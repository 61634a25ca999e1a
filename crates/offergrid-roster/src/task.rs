//! A concrete, running (or idle) instance of a task class.

use std::collections::BTreeMap;
use std::sync::Arc;

use offergrid_control::CommandTarget;
use offergrid_core::channel::{BindMap, Inbound, Outbound, PropertyMap};
use offergrid_core::class::CommandInfo;
use offergrid_core::{ControlMode, State, Status, TaskClass};

use crate::error::{RosterError, RosterResult};
use crate::role::RoleId;

/// A property set to this value falls back to the class default of the
/// same key.
pub const DEFAULT_SENTINEL: &str = "default";

#[derive(Debug, Clone)]
pub struct Task {
    pub task_id: String,
    /// `<class>#<task id>`.
    pub name: String,
    pub class: Arc<TaskClass>,
    pub hostname: String,
    pub agent_id: String,
    pub offer_id: String,
    pub executor_id: String,
    /// Owning role; `None` for idle tasks.
    pub parent: Option<RoleId>,
    /// Environment of the owning role, empty while idle.
    pub env_id: String,
    pub state: State,
    pub status: Status,
    /// Inbound channel name → endpoint allocated at deployment.
    pub local_bind_map: BindMap,
    /// Overlay on top of the class properties.
    pub properties: BTreeMap<String, String>,
    pub safe_to_stop: bool,
    pub control_mode: ControlMode,
    pub control_port: Option<u64>,
    /// Command as launched, after env defaults and control arguments.
    pub command: CommandInfo,
}

impl Task {
    /// A fresh task of `class`, not yet placed anywhere.
    pub fn new(class: Arc<TaskClass>) -> Self {
        let task_id = uuid::Uuid::new_v4().to_string();
        Self {
            name: format!("{}#{}", class.name(), task_id),
            task_id,
            hostname: String::new(),
            agent_id: String::new(),
            offer_id: String::new(),
            executor_id: String::new(),
            parent: None,
            env_id: String::new(),
            state: State::Standby,
            status: Status::Inactive,
            local_bind_map: BindMap::new(),
            properties: BTreeMap::new(),
            safe_to_stop: false,
            control_mode: class.control_mode,
            control_port: None,
            command: class.command.clone(),
            class,
        }
    }

    pub fn class_name(&self) -> &str {
        self.class.name()
    }

    /// The only definition of ownership: placed on a machine, launched,
    /// and attached to a role.
    pub fn is_locked(&self) -> bool {
        !self.hostname.is_empty()
            && !self.agent_id.is_empty()
            && !self.offer_id.is_empty()
            && !self.task_id.is_empty()
            && !self.executor_id.is_empty()
            && self.parent.is_some()
    }

    /// Idle, alive and unconfigured: can be handed to a new role.
    pub fn is_claimable(&self) -> bool {
        !self.is_locked() && self.status == Status::Active && self.state == State::Standby
    }

    pub fn command_target(&self) -> CommandTarget {
        CommandTarget::new(&self.agent_id, &self.executor_id, &self.task_id)
    }

    pub fn lock(&mut self, role: RoleId, env_id: &str) {
        self.parent = Some(role);
        self.env_id = env_id.to_string();
    }

    pub fn release(&mut self) {
        self.parent = None;
        self.env_id.clear();
    }

    /// Class properties with the task overlay applied.
    pub fn properties(&self) -> BTreeMap<String, String> {
        let mut out = self.class.properties.clone();
        out.extend(self.properties.iter().map(|(k, v)| (k.clone(), v.clone())));
        out
    }

    /// Variables derived from the task itself, available to templating.
    pub fn special_vars(&self, parent_path: &str) -> BTreeMap<String, String> {
        BTreeMap::from([
            ("task_name".to_string(), self.name.clone()),
            ("task_id".to_string(), self.task_id.clone()),
            ("task_class_name".to_string(), self.class_name().to_string()),
            ("task_hostname".to_string(), self.hostname.clone()),
            ("environment_id".to_string(), self.env_id.clone()),
            ("task_parent_role".to_string(), parent_path.to_string()),
        ])
    }

    /// A basic task under a role with a trigger runs as a hook.
    pub fn resolve_control_mode(class_mode: ControlMode, role_has_trigger: bool) -> ControlMode {
        if class_mode == ControlMode::Basic && role_has_trigger {
            ControlMode::Hook
        } else {
            class_mode
        }
    }

    /// Properties pushed on configuration: class defaults, properties and
    /// special variables, plus channel wiring for FairMQ tasks.
    pub fn build_property_map(
        &self,
        bind: &[Inbound],
        connect: &[Outbound],
        global: &BindMap,
        parent_path: &str,
    ) -> RosterResult<PropertyMap> {
        if !self.is_locked() {
            return Err(RosterError::TaskNotLocked(self.task_id.clone()));
        }

        let mut pm = PropertyMap::new();
        pm.extend(self.class.defaults.iter().map(|(k, v)| (k.clone(), v.clone())));
        pm.extend(self.properties());
        pm.extend(self.special_vars(parent_path));
        for (key, value) in pm.iter_mut() {
            if value.as_str() == DEFAULT_SENTINEL {
                if let Some(fallback) = self.class.defaults.get(key) {
                    *value = fallback.clone();
                }
            }
        }

        if self.control_mode == ControlMode::Fairmq {
            for ch in bind {
                pm.extend(ch.to_fmq_map(&self.local_bind_map)?);
            }
            for ch in connect {
                pm.extend(ch.to_fmq_map(global)?);
            }
        }
        Ok(pm)
    }
}

#[cfg(test)]
mod tests {
    use super::*;
    use offergrid_core::channel::{ChannelType, Endpoint, Transport};

    fn placed() -> Task {
        let mut class = TaskClass::new("local", "readout");
        class.properties.insert("severity".into(), "info".into());
        let mut t = Task::new(Arc::new(class));
        t.hostname = "flp01".into();
        t.agent_id = "agent-1".into();
        t.offer_id = "offer-1".into();
        t.executor_id = "exec-1".into();
        t.lock(RoleId(1), "env-1");
        t
    }

    #[test]
    fn new_task_defaults() {
        let t = Task::new(Arc::new(TaskClass::new("local", "qc")));
        assert_eq!(t.state, State::Standby);
        assert_eq!(t.status, Status::Inactive);
        assert!(t.name.starts_with("qc#"));
        assert!(!t.is_locked());
    }

    #[test]
    fn locked_iff_all_fields_and_parent() {
        let t = placed();
        assert!(t.is_locked());

        let flips: [fn(&mut Task); 6] = [
            |t| t.hostname.clear(),
            |t| t.agent_id.clear(),
            |t| t.offer_id.clear(),
            |t| t.task_id.clear(),
            |t| t.executor_id.clear(),
            |t| t.parent = None,
        ];
        for flip in flips {
            let mut t = placed();
            flip(&mut t);
            assert!(!t.is_locked());
        }
    }

    #[test]
    fn claimable_requires_idle_active_standby() {
        let mut t = placed();
        t.status = Status::Active;
        assert!(!t.is_claimable());
        t.release();
        assert!(t.is_claimable());
        t.state = State::Configured;
        assert!(!t.is_claimable());
    }

    #[test]
    fn hook_mode_resolution() {
        assert_eq!(Task::resolve_control_mode(ControlMode::Basic, true), ControlMode::Hook);
        assert_eq!(Task::resolve_control_mode(ControlMode::Basic, false), ControlMode::Basic);
        assert_eq!(Task::resolve_control_mode(ControlMode::Fairmq, true), ControlMode::Fairmq);
    }

    #[test]
    fn property_map_requires_lock() {
        let mut t = placed();
        t.release();
        assert!(matches!(
            t.build_property_map(&[], &[], &BindMap::new(), ""),
            Err(RosterError::TaskNotLocked(_))
        ));
    }

    #[test]
    fn property_map_for_fairmq_task() {
        let mut t = placed();
        t.control_mode = ControlMode::Fairmq;
        t.properties.insert("severity".into(), "debug".into());
        t.local_bind_map
            .insert("data".into(), Endpoint::bound_tcp(9001, Transport::Default));
        let mut global = BindMap::new();
        global.insert(
            "root.qc.in".into(),
            Endpoint::bound_tcp(9100, Transport::Default).to_target("qc01"),
        );
        let bind = vec![Inbound::new("data", ChannelType::Push)];
        let connect = vec![Outbound::new("qc", ChannelType::Push, "root.qc.in")];

        let pm = t.build_property_map(&bind, &connect, &global, "root.readout").unwrap();
        assert_eq!(pm["severity"], "debug");
        assert_eq!(pm["task_parent_role"], "root.readout");
        assert_eq!(pm["environment_id"], "env-1");
        assert_eq!(pm["chans.data.0.address"], "tcp://*:9001");
        assert_eq!(pm["chans.qc.0.address"], "tcp://qc01:9100");
    }

    #[test]
    fn default_sentinel_falls_back_to_class_default() {
        let mut class = TaskClass::new("local", "readout");
        class.defaults.insert("log_level".into(), "warning".into());
        class.properties.insert("log_level".into(), DEFAULT_SENTINEL.into());
        class.properties.insert("mode".into(), DEFAULT_SENTINEL.into());
        let mut t = Task::new(Arc::new(class));
        t.hostname = "flp01".into();
        t.agent_id = "agent-1".into();
        t.offer_id = "offer-1".into();
        t.executor_id = "exec-1".into();
        t.lock(RoleId(1), "env-1");

        let pm = t.build_property_map(&[], &[], &BindMap::new(), "root").unwrap();
        assert_eq!(pm["log_level"], "warning");
        // no class default to fall back to
        assert_eq!(pm["mode"], DEFAULT_SENTINEL);
    }
}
+++
Task prompt :: Using the material above, count how many lines include the word "flips" and answer with only that figure.

Solution :: 2